THE TASK »
Below are some records. Return exactly the lines from the one with "self.outbound.send(RESULT_CHANNEL, result).await;" to the one with "fn toggle_logging(&self, payload: &Value)", and nothing else.

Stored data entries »
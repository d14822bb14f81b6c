use std::time::{Duration, Instant};

// ---------------------------------------------------------------------------
// Config
// ---------------------------------------------------------------------------

#[derive(Debug, Clone, Copy, PartialEq)]
pub struct EwmaConfig {
    /// Interval at which pending events are folded into the rate.
    pub tick_interval: Duration,
    /// Averaging window; together with the tick interval fixes the decay.
    pub time_period: Duration,
}

impl EwmaConfig {
    pub fn new(tick_interval: Duration, time_period: Duration) -> Self {
        Self {
            tick_interval,
            time_period,
        }
    }

    fn alpha(&self) -> f64 {
        let tick = self.tick_interval.as_secs_f64();
        let period = self.time_period.as_secs_f64().max(f64::EPSILON);
        1.0 - (-tick / period).exp()
    }
}

impl Default for EwmaConfig {
    fn default() -> Self {
        Self {
            tick_interval: Duration::from_secs(5),
            time_period: Duration::from_secs(60),
        }
    }
}

// ---------------------------------------------------------------------------
// Ewma
// ---------------------------------------------------------------------------

/// Exponentially decaying event-rate estimator.
///
/// `update` counts an event; every elapsed tick folds the pending count into
/// the rate. Ticks are applied lazily from the monotonic clock whenever the
/// meter is touched, so a meter needs no timer task and nothing to stop when
/// its owner is dropped.
#[derive(Debug, Clone)]
pub struct Ewma {
    alpha: f64,
    tick_interval: Duration,
    /// Events per millisecond.
    rate: f64,
    pending: u64,
    initialized: bool,
    last_tick: Instant,
}

impl Ewma {
    pub fn new(config: EwmaConfig) -> Self {
        Self::new_at(config, Instant::now())
    }

    pub fn new_at(config: EwmaConfig, now: Instant) -> Self {
        Self {
            alpha: config.alpha(),
            tick_interval: config.tick_interval,
            rate: 0.0,
            pending: 0,
            initialized: false,
            last_tick: now,
        }
    }

    pub fn update(&mut self) {
        self.update_at(Instant::now());
    }

    pub fn update_at(&mut self, now: Instant) {
        self.catch_up(now);
        self.pending += 1;
    }

    /// Fold the pending count into the rate immediately.
    pub fn tick(&mut self) {
        let tick_ms = self.tick_interval.as_secs_f64() * 1000.0;
        let instant_rate = if tick_ms > 0.0 {
            self.pending as f64 / tick_ms
        } else {
            0.0
        };
        self.pending = 0;
        if self.initialized {
            self.rate += self.alpha * (instant_rate - self.rate);
        } else {
            self.rate = instant_rate;
            self.initialized = true;
        }
    }

    pub fn rate(&mut self, unit: Duration) -> f64 {
        self.rate_at(unit, Instant::now())
    }

    /// Current rate scaled to `unit` (e.g. one second for events/s).
    ///
    /// Before the first tick the rate the first tick would produce is
    /// reported, so a fresh meter with events is never read as idle.
    pub fn rate_at(&mut self, unit: Duration, now: Instant) -> f64 {
        self.catch_up(now);
        let unit_ms = unit.as_secs_f64() * 1000.0;
        if !self.initialized && self.pending > 0 {
            let tick_ms = self.tick_interval.as_secs_f64() * 1000.0;
            return self.pending as f64 / tick_ms * unit_ms;
        }
        self.rate * unit_ms
    }

    fn catch_up(&mut self, now: Instant) {
        let tick_nanos = self.tick_interval.as_nanos();
        if tick_nanos == 0 {
            return;
        }
        let elapsed = now.saturating_duration_since(self.last_tick);
        let ticks = elapsed.as_nanos() / tick_nanos;
        if ticks == 0 {
            return;
        }

        // First elapsed tick folds the pending events; the rest saw none.
        self.tick();
        let idle = (ticks - 1).min(i32::MAX as u128) as i32;
        if idle > 0 {
            self.rate *= (1.0 - self.alpha).powi(idle);
        }

        let remainder = Duration::from_nanos((elapsed.as_nanos() % tick_nanos) as u64);
        self.last_tick = now - remainder;
    }
}

// ---------------------------------------------------------------------------
// Tests
// ---------------------------------------------------------------------------

#[cfg(test)]
mod tests {
    use super::*;

    const SECOND: Duration = Duration::from_secs(1);

    #[test]
    fn fresh_meter_reads_zero() {
        let mut m = Ewma::new(EwmaConfig::default());
        assert_eq!(m.rate(SECOND), 0.0);
    }

    #[test]
    fn pending_events_are_visible_before_first_tick() {
        let start = Instant::now();
        let mut m = Ewma::new_at(EwmaConfig::default(), start);
        for _ in 0..10 {
            m.update_at(start);
        }
        // 10 events over a 5s tick = 2 events/s
        assert!((m.rate_at(SECOND, start) - 2.0).abs() < 1e-9);
    }

    #[test]
    fn explicit_tick_initializes_rate() {
        let start = Instant::now();
        let mut m = Ewma::new_at(EwmaConfig::default(), start);
        m.update_at(start);
        m.tick();
        assert!((m.rate_at(SECOND, start) - 0.2).abs() < 1e-9);
    }

    #[test]
    fn idle_ticks_decay_the_rate() {
        let start = Instant::now();
        let config = EwmaConfig::default();
        let mut m = Ewma::new_at(config, start);
        for _ in 0..50 {
            m.update_at(start);
        }
        let first = m.rate_at(SECOND, start + Duration::from_secs(5));
        assert!((first - 10.0).abs() < 1e-9);

        let later = m.rate_at(SECOND, start + Duration::from_secs(65));
        assert!(later < first);
        let expected = first * (1.0 - config.alpha()).powi(12);
        assert!((later - expected).abs() < 1e-9);
    }

    #[test]
    fn steady_stream_converges_to_true_rate() {
        let start = Instant::now();
        let mut m = Ewma::new_at(EwmaConfig::default(), start);
        // 3 events every second for 10 minutes.
        for s in 0..600u64 {
            let t = start + Duration::from_secs(s);
            for _ in 0..3 {
                m.update_at(t);
            }
        }
        let r = m.rate_at(SECOND, start + Duration::from_secs(600));
        assert!((r - 3.0).abs() < 0.05, "rate was {r}");
    }

    #[test]
    fn long_idle_does_not_overflow() {
        let start = Instant::now();
        let mut m = Ewma::new_at(EwmaConfig::default(), start);
        m.update_at(start);
        let r = m.rate_at(SECOND, start + Duration::from_secs(60 * 60 * 24 * 365));
        assert!(r >= 0.0 && r < 1e-6);
    }
}
//! Owned, serializable copies of rollups, handed to the shipper.

use std::time::{Duration, Instant};

use op_core::types::ProcessIdentity;
use serde::Serialize;

use crate::rollup::{round2, AppRollup, RouteAggregate, RouteMeta, SpanStat, Variance};

const PER_SECOND: Duration = Duration::from_secs(1);

#[derive(Debug, Clone, PartialEq, Serialize)]
pub struct ShippablePayload {
    pub process: ProcessIdentity,
    pub meta: ShippedMeta,
    pub routes: Vec<ShippedRoute>,
}

#[derive(Debug, Clone, PartialEq, Serialize)]
pub struct ShippedMeta {
    pub trace_count: u64,
    pub mean_latency: f64,
    /// Requests per second.
    pub http_meter: f64,
    /// Data-store calls per second.
    pub db_meter: f64,
}

#[derive(Debug, Clone, PartialEq, Serialize)]
pub struct ShippedRoute {
    pub path: String,
    pub meta: RouteMeta,
    pub variances: Vec<ShippedVariance>,
}

#[derive(Debug, Clone, PartialEq, Serialize)]
pub struct ShippedVariance {
    pub spans: Vec<SpanStat>,
    pub count: u64,
    pub min: f64,
    pub max: f64,
    pub mean: f64,
    /// Occurrences per second.
    pub meter: f64,
}

impl ShippablePayload {
    /// Copy a rollup into its shipped form, keeping at most `top_variances`
    /// variances per route ordered by count.
    pub(crate) fn capture(rollup: &mut AppRollup, top_variances: usize, now: Instant) -> Self {
        let meta = ShippedMeta {
            trace_count: rollup.meta.trace_count,
            mean_latency: round2(rollup.meta.mean_latency),
            http_meter: rollup.meta.http_rate.rate_at(PER_SECOND, now),
            db_meter: rollup.meta.db_rate.rate_at(PER_SECOND, now),
        };
        let routes = rollup
            .routes
            .iter_mut()
            .map(|(path, aggregate)| ShippedRoute::capture(path, aggregate, top_variances, now))
            .collect();
        Self {
            process: rollup.identity.clone(),
            meta,
            routes,
        }
    }
}

impl ShippedRoute {
    fn capture(
        path: &str,
        aggregate: &mut RouteAggregate,
        top_variances: usize,
        now: Instant,
    ) -> Self {
        let mut ranked: Vec<&mut Variance> = aggregate.variances.iter_mut().collect();
        // Stable: equal counts keep insertion order.
        ranked.sort_by(|a, b| b.count.cmp(&a.count));
        let variances = ranked
            .into_iter()
            .take(top_variances)
            .map(|v| ShippedVariance {
                spans: v.spans.clone(),
                count: v.count,
                min: v.min,
                max: v.max,
                mean: v.mean,
                meter: v.meter.rate_at(PER_SECOND, now),
            })
            .collect();
        Self {
            path: path.to_string(),
            meta: aggregate.meta.clone(),
            variances,
        }
    }
}
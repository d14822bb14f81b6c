//! Inbound `trigger:*` commands from the backend.

use std::sync::{Arc, Mutex, PoisonError};
use std::time::Instant;

use async_trait::async_trait;
use op_transport::TransportEvent;
use serde::Deserialize;
use serde_json::{json, Value};
use tracing::{info, warn};

use crate::log_stream::{LogStreamGate, ALL_PROCESSES};
use crate::outbound::Outbound;

pub const ACTION_CHANNEL: &str = "trigger:pm2:action";
pub const RESULT_CHANNEL: &str = "trigger:pm2:result";

pub const START_LOGGING: &str = "startLogging";
pub const STOP_LOGGING: &str = "stopLogging";

/// Executes remote commands the agent does not handle itself.
#[async_trait]
pub trait CommandDispatcher: Send + Sync {
    async fn dispatch(&self, channel: &str, payload: Value);
}

/// Records commands in the log and does nothing else.
#[derive(Debug, Default, Clone, Copy)]
pub struct LoggingDispatcher;

#[async_trait]
impl CommandDispatcher for LoggingDispatcher {
    async fn dispatch(&self, channel: &str, payload: Value) {
        info!(channel, %payload, "remote command received");
    }
}

#[derive(Debug, Deserialize)]
struct ActionRequest {
    method_name: String,
    #[serde(default)]
    process_name: Option<String>,
    #[serde(default)]
    parameters: Value,
}

impl ActionRequest {
    /// Target process, from the top level or from `parameters.process_name`.
    fn target(&self) -> String {
        self.process_name
            .clone()
            .or_else(|| {
                self.parameters
                    .get("process_name")
                    .and_then(Value::as_str)
                    .map(str::to_string)
            })
            .unwrap_or_else(|| ALL_PROCESSES.to_string())
    }
}

/// Routes inbound command messages: log streaming toggles are answered
/// here, everything else goes to the [`CommandDispatcher`].
pub struct CommandIntake {
    gate: Arc<Mutex<LogStreamGate>>,
    dispatcher: Arc<dyn CommandDispatcher>,
    outbound: Arc<dyn Outbound>,
}

impl CommandIntake {
    pub fn new(
        gate: Arc<Mutex<LogStreamGate>>,
        dispatcher: Arc<dyn CommandDispatcher>,
        outbound: Arc<dyn Outbound>,
    ) -> Self {
        Self {
            gate,
            dispatcher,
            outbound,
        }
    }

    /// Non-message transport events are ignored.
    pub async fn handle(&self, event: TransportEvent) {
        if let TransportEvent::Message {
            adapter,
            channel,
            payload,
        } = event
        {
            info!(%adapter, channel = %channel, "inbound command");
            self.handle_command(&channel, payload).await;
        }
    }

    pub async fn handle_command(&self, channel: &str, payload: Value) {
        if channel == ACTION_CHANNEL {
            if let Some(result) = self.toggle_logging(&payload) {
                self.outbound.send(RESULT_CHANNEL, result).await;
                return;
            }
        }
        self.dispatcher.dispatch(channel, payload).await;
    }

    /// Answer `startLogging`/`stopLogging`. `None` for any other action.
    fn toggle_logging(&self, payload: &Value) -> Option<Value> {
        let request = match ActionRequest::deserialize(payload) {
            Ok(request) => request,
            Err(e) => {
                warn!(error = %e, "undecodable action request");
                return None;
            }
        };
        let process = request.target();
        let mut gate = self.gate.lock().unwrap_or_else(PoisonError::into_inner);
        match request.method_name.as_str() {
            START_LOGGING => {
                gate.enable(&process, Instant::now());
                info!(process = %process, "log streaming enabled");
            }
            STOP_LOGGING => {
                gate.disable(&process);
                info!(process = %process, "log streaming disabled");
            }
            _ => return None,
        }
        Some(json!({
            "success": true,
            "method_name": request.method_name,
            "process_name": process,
        }))
    }
}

ANSWER FOR THIS EXERCISE »
                self.outbound.send(RESULT_CHANNEL, result).await;
                return;
            }
        }
        self.dispatcher.dispatch(channel, payload).await;
    }

    /// Answer `startLogging`/`stopLogging`. `None` for any other action.
    fn toggle_logging(&self, payload: &Value) -> Option<Value> {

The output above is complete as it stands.